The Statutory Framework
Under 28 U.S.C. § 1961, post-judgment interest on federal money judgments is tied to the weekly average one-year constant maturity Treasury yield for the calendar week preceding the date of judgment. That rate applies as of the judgment date and, unless displaced by statute or contract, runs until payment, compounded annually.
Where Things Go Wrong
Where things tend to go wrong is not the headline rule, but the follow-through. A single payment in full is usually straightforward if the correct rate and date are used. Once payments are made in stages, or credits are applied part-way through the accrual period, the calculation becomes more fragile. Days can be counted twice or missed altogether, interest can continue to run on sums that have already been reduced, and assumptions about compounding or timing can shift without anyone noticing.
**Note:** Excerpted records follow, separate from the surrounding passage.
use anyhow::{Result, anyhow};
use flexi_logger::{Logger, LoggerHandle};
use std::env;
use std::sync::OnceLock;

pub const DEFAULT_LOG_LEVEL: &str = "warn";

static LOGGING_STATE: OnceLock<LoggingState> = OnceLock::new();

struct LoggingState {
    level: &'static str,
    _logger: LoggerHandle,
}

fn normalize_level(level: &str) -> Result<&'static str> {
    match level.trim().to_ascii_lowercase().as_str() {
        "trace" => Ok("trace"),
        "debug" => Ok("debug"),
        "info" => Ok("info"),
        "warn" | "warning" => Ok("warn"),
        "error" => Ok("error"),
        "off" | "none" => Ok("off"),
        other => Err(anyhow!(
            "unsupported log level `{other}`; expected trace|debug|info|warn|error|off"
        )),
    }
}

fn requested_level(flag: Option<&str>) -> String {
    if let Some(level) = flag
        && !level.trim().is_empty()
    {
        return level.to_string();
    }
    match env::var("TOC_LOG") {
        Ok(v) if !v.trim().is_empty() => v,
        _ => DEFAULT_LOG_LEVEL.to_string(),
    }
}

/// Starts the stderr logger once per process. Later calls are no-ops.
pub fn init_logging(flag: Option<&str>) -> Result<()> {
    if LOGGING_STATE.get().is_some() {
        return Ok(());
    }
    let level = normalize_level(&requested_level(flag))?;

    let logger = Logger::try_with_str(level)
        .map_err(|err| anyhow!("invalid log level `{level}`: {err}"))?
        .log_to_stderr()
        .format_for_stderr(flexi_logger::default_format)
        .start()
        .map_err(|err| anyhow!("failed to start logger: {err}"))?;

    log::debug!(
        "event=logging_init level={} version={} build={}",
        level,
        env!("CARGO_PKG_VERSION"),
        env!("BUILD_UUID")
    );

    let _ = LOGGING_STATE.set(LoggingState {
        level,
        _logger: logger,
    });
    Ok(())
}

pub fn active_level() -> Option<&'static str> {
    LOGGING_STATE.get().map(|state| state.level)
}

#[cfg(test)]
mod tests {
    use super::{normalize_level, requested_level};

    #[test]
    fn normalize_level_accepts_known_values() {
        assert_eq!(normalize_level("INFO").expect("info"), "info");
        assert_eq!(normalize_level(" warning ").expect("warn"), "warn");
        assert_eq!(normalize_level("off").expect("off"), "off");
    }

    #[test]
    fn normalize_level_rejects_unknown() {
        let err = normalize_level("verbose").expect_err("unknown");
        assert!(err.to_string().contains("verbose"));
    }

    #[test]
    fn flag_takes_precedence() {
        assert_eq!(requested_level(Some("debug")), "debug");
    }
}
use thiserror::Error;

#[derive(Debug, Error)]
pub enum TocError {
    #[error("revision retrieval failed: {0}")]
    RetrievalFailure(String),
    #[error("page not found: {0}")]
    PageNotFound(String),
    #[error("no usable snapshots for page `{page}`")]
    NoUsableSnapshots { page: String },
    #[error("config invalid or unreadable: {0}")]
    InvalidConfig(String),
}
This is the point at which spreadsheets begin to fail. They are quick to produce a number, but they are poor at preserving a clear, repeatable account of how that number was reached, particularly when the calculation needs to be revisited months later or shared with someone else.
How This Calculator Works
The calculator on Interest.law is designed to deal with those ordinary realities in a controlled way. It applies § 1961 mechanically, using the correct Treasury yield for the relevant judgment date, and carries that rate through consistently over the period specified. It handles payment in full, staged or interim payments, and credits by applying interest only to the outstanding balance at each stage. The method used to count days, deal with leap years, and avoid overlapping accrual periods is fixed and published.
Usable Output
The calculation itself is instant, but the output is intended to be usable. The tool produces a short, neutral paragraph that can be copied directly into correspondence or a schedule, a clear breakdown showing the running balance and accrued interest, and a permanent, read-only link that can be shared with clients, colleagues, opposing counsel, or the court. The shared view reflects the calculation as at the time it was run and does not expose client identifiers or allow the inputs to be altered.
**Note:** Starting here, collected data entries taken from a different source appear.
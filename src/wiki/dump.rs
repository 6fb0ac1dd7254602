use crate::error::TocError;
use crate::wiki::api::parse_revision_content;
use crate::wiki::{RevisionMeta, RevisionSource, TimeWindow, parse_api_timestamp};
use anyhow::{Context, Result, anyhow};
use serde_json::Value;
use std::collections::BTreeMap;
use std::fs;
use std::path::{Path, PathBuf};

#[derive(Debug, Clone)]
struct DumpRevision {
    meta: RevisionMeta,
    content: Option<String>,
}

/// Offline revisions read from a JSON5 file: either a bare array of revision
/// records or an object with `title` and `revisions`.
#[derive(Debug, Clone)]
pub struct DumpSource {
    path: PathBuf,
    title: Option<String>,
    revisions: Vec<DumpRevision>,
    by_id: BTreeMap<String, usize>,
}

fn normalize_title(raw: &str) -> String {
    raw.trim().replace('_', " ").to_lowercase()
}

fn record_id(rec: &Value, index: usize) -> String {
    match rec.get("revid").or_else(|| rec.get("id")) {
        Some(Value::Number(n)) => match (n.as_u64(), n.as_f64()) {
            (Some(int), _) => int.to_string(),
            // JSON5 readers may hand whole numbers back as floats
            (None, Some(f)) if f.fract() == 0.0 && f >= 0.0 => format!("{f:.0}"),
            _ => n.to_string(),
        },
        Some(Value::String(s)) if !s.trim().is_empty() => s.trim().to_string(),
        _ => format!("dump-{index}"),
    }
}

impl DumpSource {
    pub fn load(path: &Path) -> Result<Self> {
        let raw = fs::read_to_string(path)
            .with_context(|| format!("failed to read {}", path.display()))?;
        Self::parse(&raw, path)
    }

    fn parse(raw: &str, path: &Path) -> Result<Self> {
        let doc: Value = json5::from_str(raw)
            .map_err(|err| anyhow!("invalid revision dump {}: {err}", path.display()))?;

        let (title, records) = match &doc {
            Value::Array(items) => (None, items.as_slice()),
            Value::Object(map) => {
                let title = map
                    .get("title")
                    .or_else(|| map.get("page"))
                    .and_then(Value::as_str)
                    .map(ToOwned::to_owned);
                let items = map
                    .get("revisions")
                    .and_then(Value::as_array)
                    .ok_or_else(|| anyhow!("{} has no `revisions` array", path.display()))?;
                (title, items.as_slice())
            }
            _ => anyhow::bail!("{} must hold an array or object", path.display()),
        };

        let mut revisions = Vec::with_capacity(records.len());
        let mut by_id = BTreeMap::new();
        for (index, rec) in records.iter().enumerate() {
            let Some(timestamp) = rec
                .get("timestamp")
                .and_then(Value::as_str)
                .and_then(parse_api_timestamp)
            else {
                log::debug!("event=dump_record_skipped index={index} reason=bad_timestamp");
                continue;
            };
            let source_id = record_id(rec, index);
            if by_id.contains_key(&source_id) {
                log::debug!("event=dump_record_skipped index={index} reason=duplicate_id");
                continue;
            }
            by_id.insert(source_id.clone(), revisions.len());
            revisions.push(DumpRevision {
                meta: RevisionMeta {
                    timestamp,
                    source_id,
                },
                content: parse_revision_content(rec),
            });
        }

        Ok(Self {
            path: path.to_path_buf(),
            title,
            revisions,
            by_id,
        })
    }

    pub fn len(&self) -> usize {
        self.revisions.len()
    }
}

impl RevisionSource for DumpSource {
    fn describe(&self) -> String {
        self.path.display().to_string()
    }

    fn list_revisions(&self, page: &str, window: &TimeWindow) -> Result<Vec<RevisionMeta>> {
        if let Some(title) = &self.title
            && normalize_title(title) != normalize_title(page)
        {
            return Err(anyhow!(TocError::PageNotFound(page.to_string())))
                .with_context(|| format!("{} holds revisions of `{title}`", self.describe()));
        }

        let mut out: Vec<RevisionMeta> = self
            .revisions
            .iter()
            .filter(|rev| window.contains(&rev.meta.timestamp))
            .map(|rev| rev.meta.clone())
            .collect();
        out.sort_by(|a, b| a.timestamp.cmp(&b.timestamp));
        Ok(out)
    }

    fn fetch_content(&self, source_id: &str) -> Result<Option<String>> {
        let idx = self
            .by_id
            .get(source_id)
            .ok_or_else(|| anyhow!("revision {source_id} not in {}", self.describe()))?;
        Ok(self.revisions[*idx].content.clone())
    }
}

#[cfg(test)]
mod tests {
    use super::*;
    use chrono_tz::Tz;
    use tempfile::tempdir;

    const DUMP: &str = r#"
// trailing commas and comments are fine
{
  title: "Example_page",
  revisions: [
    { revid: 3, timestamp: "2021-05-01T00:00:00Z", content: "==Later==" },
    { revid: 1, timestamp: "2019-01-02T00:00:00Z", "*": "==First==" },
    { revid: 2, timestamp: "2020-03-01T00:00:00Z", slots: { main: { content: "==Second==" } } },
    { revid: 4, timestamp: "garbage", content: "==Lost==" },
    { revid: 5, timestamp: "2020-06-01T00:00:00Z" },
  ],
}
"#;

    fn load() -> DumpSource {
        DumpSource::parse(DUMP, Path::new("inline.json5")).expect("dump")
    }

    #[test]
    fn listing_filters_window_and_sorts() {
        let source = load();
        assert_eq!(source.len(), 4);
        let window = TimeWindow::from_years(2019, 2020, Tz::UTC).expect("window");
        let ids: Vec<String> = source
            .list_revisions("Example page", &window)
            .expect("list")
            .into_iter()
            .map(|m| m.source_id)
            .collect();
        assert_eq!(ids, vec!["1", "2", "5"]);
    }

    #[test]
    fn content_comes_from_any_supported_key() {
        let source = load();
        assert_eq!(source.fetch_content("1").expect("1").as_deref(), Some("==First=="));
        assert_eq!(source.fetch_content("2").expect("2").as_deref(), Some("==Second=="));
        assert!(source.fetch_content("5").expect("5").is_none());
        assert!(source.fetch_content("99").is_err());
    }

    #[test]
    fn other_page_is_not_found() {
        let source = load();
        let window = TimeWindow::from_years(2019, 2021, Tz::UTC).expect("window");
        let err = source.list_revisions("Other", &window).expect_err("mismatch");
        assert!(err.downcast_ref::<TocError>().is_some());
    }

    #[test]
    fn bare_array_loads_from_disk() {
        let tmp = tempdir().expect("tempdir");
        let path = tmp.path().join("revs.json5");
        fs::write(
            &path,
            r#"[{ id: "a", timestamp: "2020-01-01T00:00:00Z", content: "==A==" }]"#,
        )
        .expect("write");
        let source = DumpSource::load(&path).expect("load");
        let window = TimeWindow::from_years(2020, 2020, Tz::UTC).expect("window");
        assert_eq!(source.list_revisions("anything", &window).expect("list").len(), 1);
    }
}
What the Calculator Does Not Do
The calculator does not attempt to resolve disputed legal questions. It does not decide whether § 1961 applies, from which date interest should run, or whether a different rate should displace the statutory default. Those are matters of judgment. Once they are fixed, however, the arithmetic that follows should be stable, transparent, and easy to explain.
That is the purpose of the tool: to produce a federal post-judgment interest figure that does not become a point of argument in its own right. And to do so cheaply and well.